Datumaro Design

Concept

Datumaro is:

  • a tool to build composite datasets and iterate over them
  • a tool to create and maintain datasets
    • Version control of annotations and images
    • Publication (with removal of sensitive information)
    • Editing
    • Joining and splitting
    • Exporting, format changing
    • Image preprocessing
  • a dataset storage
  • a tool to debug datasets
    • A network can be used to generate informative data subsets (e.g. with false-positives) to be analyzed further

Requirements

  • User interfaces
    • a library
    • a console tool with visualization means
  • Targets: single datasets, composite datasets, single images / videos
  • Built-in support for well-known annotation formats and datasets: CVAT, COCO, PASCAL VOC, Cityscapes, ImageNet
  • Extensibility with user-provided components
  • Lightweightness - it should be easy to start working with Datumaro
    • Minimal dependency on environment and configuration
    • It should be easier to use Datumaro than writing own code for computation of statistics or dataset manipulations

Functionality and ideas

  • Blur sensitive areas on dataset images
  • Dataset annotation filters, relabelling etc.
  • Dataset augmentation
  • Calculation of statistics:
    • Mean & std, custom stats
  • “Edit” command to modify annotations
  • Versioning (for images, annotations, subsets, sources etc., comparison)
  • Documentation generation
  • Provision of iterators for user code
  • Dataset downloading
  • Dataset generation
  • Dataset building (export in a specific format, indexation, statistics, documentation)
  • Dataset exporting to other formats
  • Dataset debugging (run inference, generate dataset slices, compute statistics)
  • “Explainable AI” - highlight network attention areas (paper)
    • Black-box approach
      • Classification, Detection, Segmentation, Captioning
      • White-box approach

Research topics

  • exploration of network prediction uncertainty (aka Bayessian approach) Use case: explanation of network “quality”, “stability”, “certainty”
  • adversarial attacks on networks
  • dataset minification / reduction Use case: removal of redundant information to reach the same network quality with lesser training time
  • dataset expansion and filtration of additions Use case: add only important data
  • guidance for key frame selection for tracking (paper) Use case: more effective annotation, better predictions

RC 1 vision

CVAT integration

Datumaro needs to be integrated with CVAT, extending CVAT UI capabilities regarding task and project operations.
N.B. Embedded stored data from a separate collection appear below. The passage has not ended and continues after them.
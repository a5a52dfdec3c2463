//! Coin metadata URI resolution and Pinata pinning
//!
//! A caller-supplied URI that already looks like a content-addressed or
//! web URL passes through untouched. Anything else requires a pinning
//! credential: a metadata document is assembled and pinned, and the
//! returned content identifier becomes the coin URI.

use crate::zora::config::{ZoraConfig, PINATA_JWT_ENV};
use crate::{Error, Result};
use async_trait::async_trait;
use reqwest::Client;
use secrecy::{ExposeSecret, SecretString};
use serde::Deserialize;
use serde_json::{json, Value};
use url::Url;

pub const PINATA_API_BASE: &str = "https://api.pinata.cloud";

/// JSON pinning service.
#[async_trait]
pub trait MetadataPinner: Send + Sync {
    /// Pin a JSON document, returning its content identifier.
    async fn pin_json(&self, document: &Value) -> Result<String>;
}

/// Pinata-backed pinner authenticated with a JWT.
pub struct PinataClient {
    http: Client,
    base_url: Url,
    jwt: SecretString,
}

impl PinataClient {
    pub fn new(jwt: SecretString) -> Self {
        Self::with_base_url(jwt, Url::parse(PINATA_API_BASE).expect("static Pinata API URL"))
    }

    pub fn with_base_url(jwt: SecretString, base_url: Url) -> Self {
        Self {
            http: Client::new(),
            base_url,
            jwt,
        }
    }

    /// Build from configuration if a JWT is present.
    pub fn from_config(config: &ZoraConfig) -> Option<Self> {
        config
            .pinata_jwt
            .as_ref()
            .map(|jwt| Self::new(SecretString::from(jwt.expose_secret().to_string())))
    }
}

#[derive(Deserialize)]
struct PinResponse {
    #[serde(rename = "IpfsHash")]
    ipfs_hash: String,
}

#[async_trait]
impl MetadataPinner for PinataClient {
    async fn pin_json(&self, document: &Value) -> Result<String> {
        let url = self
            .base_url
            .join("pinning/pinJSONToIPFS")
            .map_err(|e| Error::Metadata(format!("invalid pin endpoint: {}", e)))?;

        let response = self
            .http
            .post(url)
            .bearer_auth(self.jwt.expose_secret())
            .json(&json!({ "pinataContent": document }))
            .send()
            .await?;

        let status = response.status();
        if !status.is_success() {
            let body = response.text().await.unwrap_or_default();
            return Err(Error::Metadata(format!(
                "pin request failed with status {}: {}",
                status, body
            )));
        }

        let parsed: PinResponse = response
            .json()
            .await
            .map_err(|e| Error::Metadata(format!("malformed pin response: {}", e)))?;
        Ok(parsed.ipfs_hash)
    }
}

/// Whether a caller-supplied URI can be used verbatim.
pub fn has_uri_scheme(uri: &str) -> bool {
    uri.starts_with("ipfs://") || uri.starts_with("http://") || uri.starts_with("https://")
}

fn default_description(name: &str) -> String {
    format!("{} is a coin created through the Zora agent plugin.", name)
}

/// Resolve the metadata URI for a coin creation.
///
/// Passthrough for content-addressed and web URLs; otherwise assembles
/// the metadata document and pins it, failing hard when no pinning
/// credential is configured.
pub async fn resolve_metadata_uri(
    name: &str,
    description: Option<&str>,
    supplied_uri: Option<&str>,
    default_image_cid: Option<&str>,
    pinner: Option<&dyn MetadataPinner>,
) -> Result<String> {
    if let Some(uri) = supplied_uri {
        if has_uri_scheme(uri) {
            return Ok(uri.to_string());
        }
    }

    let pinner = pinner.ok_or_else(|| {
        Error::Metadata(format!(
            "no metadata URI supplied and {} is not configured",
            PINATA_JWT_ENV
        ))
    })?;

    let mut document = json!({
        "name": name,
        "description": description
            .map(str::to_string)
            .unwrap_or_else(|| default_description(name)),
    });
    if let Some(cid) = default_image_cid {
        document["image"] = json!(format!("ipfs://{}", cid.trim_start_matches("ipfs://")));
    }

    let cid = pinner.pin_json(&document).await?;
    tracing::debug!(cid = %cid, "pinned coin metadata");
    Ok(format!("ipfs://{}", cid))
}

#[cfg(test)]
mod tests {
    use super::*;
    use std::sync::atomic::{AtomicUsize, Ordering};
    use std::sync::Mutex;

    #[derive(Default)]
    struct CountingPinner {
        calls: AtomicUsize,
        last_document: Mutex<Option<Value>>,
    }

    #[async_trait]
    impl MetadataPinner for CountingPinner {
        async fn pin_json(&self, document: &Value) -> Result<String> {
            self.calls.fetch_add(1, Ordering::SeqCst);
            *self.last_document.lock().unwrap() = Some(document.clone());
            Ok("QmMockCid".to_string())
        }
    }

    #[tokio::test]
    async fn supplied_urls_pass_through_without_pinning() {
        let pinner = CountingPinner::default();
        for uri in [
            "ipfs://QmExisting",
            "http://example.com/meta.json",
            "https://example.com/meta.json",
        ] {
            let resolved =
                resolve_metadata_uri("Coin", None, Some(uri), None, Some(&pinner)).await.unwrap();
            assert_eq!(resolved, uri);
        }
        assert_eq!(pinner.calls.load(Ordering::SeqCst), 0);
    }

    #[tokio::test]
    async fn missing_uri_without_credential_fails_fast() {
        let err = resolve_metadata_uri("Coin", None, None, None, None)
            .await
            .unwrap_err();
        assert!(matches!(err, Error::Metadata(_)));
        assert!(err.to_string().contains(PINATA_JWT_ENV));
    }

    #[tokio::test]
    async fn missing_uri_pins_exactly_once() {
        let pinner = CountingPinner::default();
        let resolved = resolve_metadata_uri(
            "Moon Coin",
            Some("to the moon"),
            None,
            Some("QmDefaultImage"),
            Some(&pinner),
        )
        .await
        .unwrap();

        assert_eq!(resolved, "ipfs://QmMockCid");
        assert_eq!(pinner.calls.load(Ordering::SeqCst), 1);

        let document = pinner.last_document.lock().unwrap().clone().unwrap();
        assert_eq!(document["name"], "Moon Coin");
        assert_eq!(document["description"], "to the moon");
        assert_eq!(document["image"], "ipfs://QmDefaultImage");
    }

    #[tokio::test]
    async fn default_description_is_templated_from_name() {
        let pinner = CountingPinner::default();
        resolve_metadata_uri("Moon Coin", None, None, None, Some(&pinner))
            .await
            .unwrap();

        let document = pinner.last_document.lock().unwrap().clone().unwrap();
        let description = document["description"].as_str().unwrap();
        assert!(description.contains("Moon Coin"));
        assert!(document.get("image").is_none());
    }

    #[tokio::test]
    async fn non_url_supplied_value_takes_the_pin_path() {
        let pinner = CountingPinner::default();
        let resolved =
            resolve_metadata_uri("Coin", None, Some("just some text"), None, Some(&pinner))
                .await
                .unwrap();
        assert_eq!(resolved, "ipfs://QmMockCid");
        assert_eq!(pinner.calls.load(Ordering::SeqCst), 1);
    }
}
It should be capable of downloading and processing data from CVAT.

        User
          |
          v
 +------------------+
 |       CVAT       |
 +--------v---------+       +------------------+       +--------------+
 | Datumaro module  | ----> | Datumaro project | <---> | Datumaro CLI | <--- User
 +------------------+       +------------------+       +--------------+

Interfaces

  • Python API for user code
    • Installation as a package
    • Installation with pip by name
  • A command-line tool for dataset manipulations

Features

  • Dataset format support (reading, writing)

    • Own format
    • CVAT
    • COCO
    • PASCAL VOC
    • YOLO
    • TF Detection API
    • Cityscapes
    • ImageNet
  • Dataset visualization (show)

    • Ability to visualize a dataset
      • with TensorBoard
  • Calculation of statistics for datasets

    • Pixel mean, std
    • Object counts (detection scenario)
    • Image-Class distribution (classification scenario)
    • Pixel-Class distribution (segmentation scenario)
    • Image similarity clusters
    • Custom statistics
  • Dataset building

    • Composite dataset building
    • Class remapping
    • Subset splitting
    • Dataset filtering (extract)
    • Dataset merging (merge)
    • Dataset item editing (edit)
  • Dataset comparison (diff)

    • Annotation-annotation comparison
    • Annotation-inference comparison
    • Annotation quality estimation (for CVAT)
      • Provide a simple method to check annotation quality with a model and generate summary
  • Dataset and model debugging

    • Inference explanation (explain)
    • Black-box approach (RISE paper)
    • Ability to run a model on a dataset and read the results
  • CVAT-integration features

    • Task export
      • Datumaro project export
      • Dataset export
      • Original raw data (images, a video file) can be downloaded (exported) together with annotations or just have links on CVAT server (in future, support S3, etc)
        • Be able to use local files instead of remote links
          • Specify cache directory
    • Use case “annotate for model training”
      • create a task
      • annotate
      • export the task
      • convert to a training format
      • train a DL model
    • Use case “annotate - reannotate problematic images - merge”
    • Use case “annotate and estimate quality”
      • create a task
      • annotate
      • estimate quality of annotations

Optional features

  • Dataset publishing

    • Versioning (for annotations, subsets, sources, etc.)
    • Blur sensitive areas on images
    • Tracking of legal information
    • Documentation generation
  • Dataset building

    • Dataset minification / Extraction of the most representative subset
      • Use case: generate low-precision calibration dataset
  • Dataset and model debugging

    • Training visualization
    • Inference explanation (explain)
      • White-box approach

Properties

  • Lightweightness
  • Modularity
  • Extensibility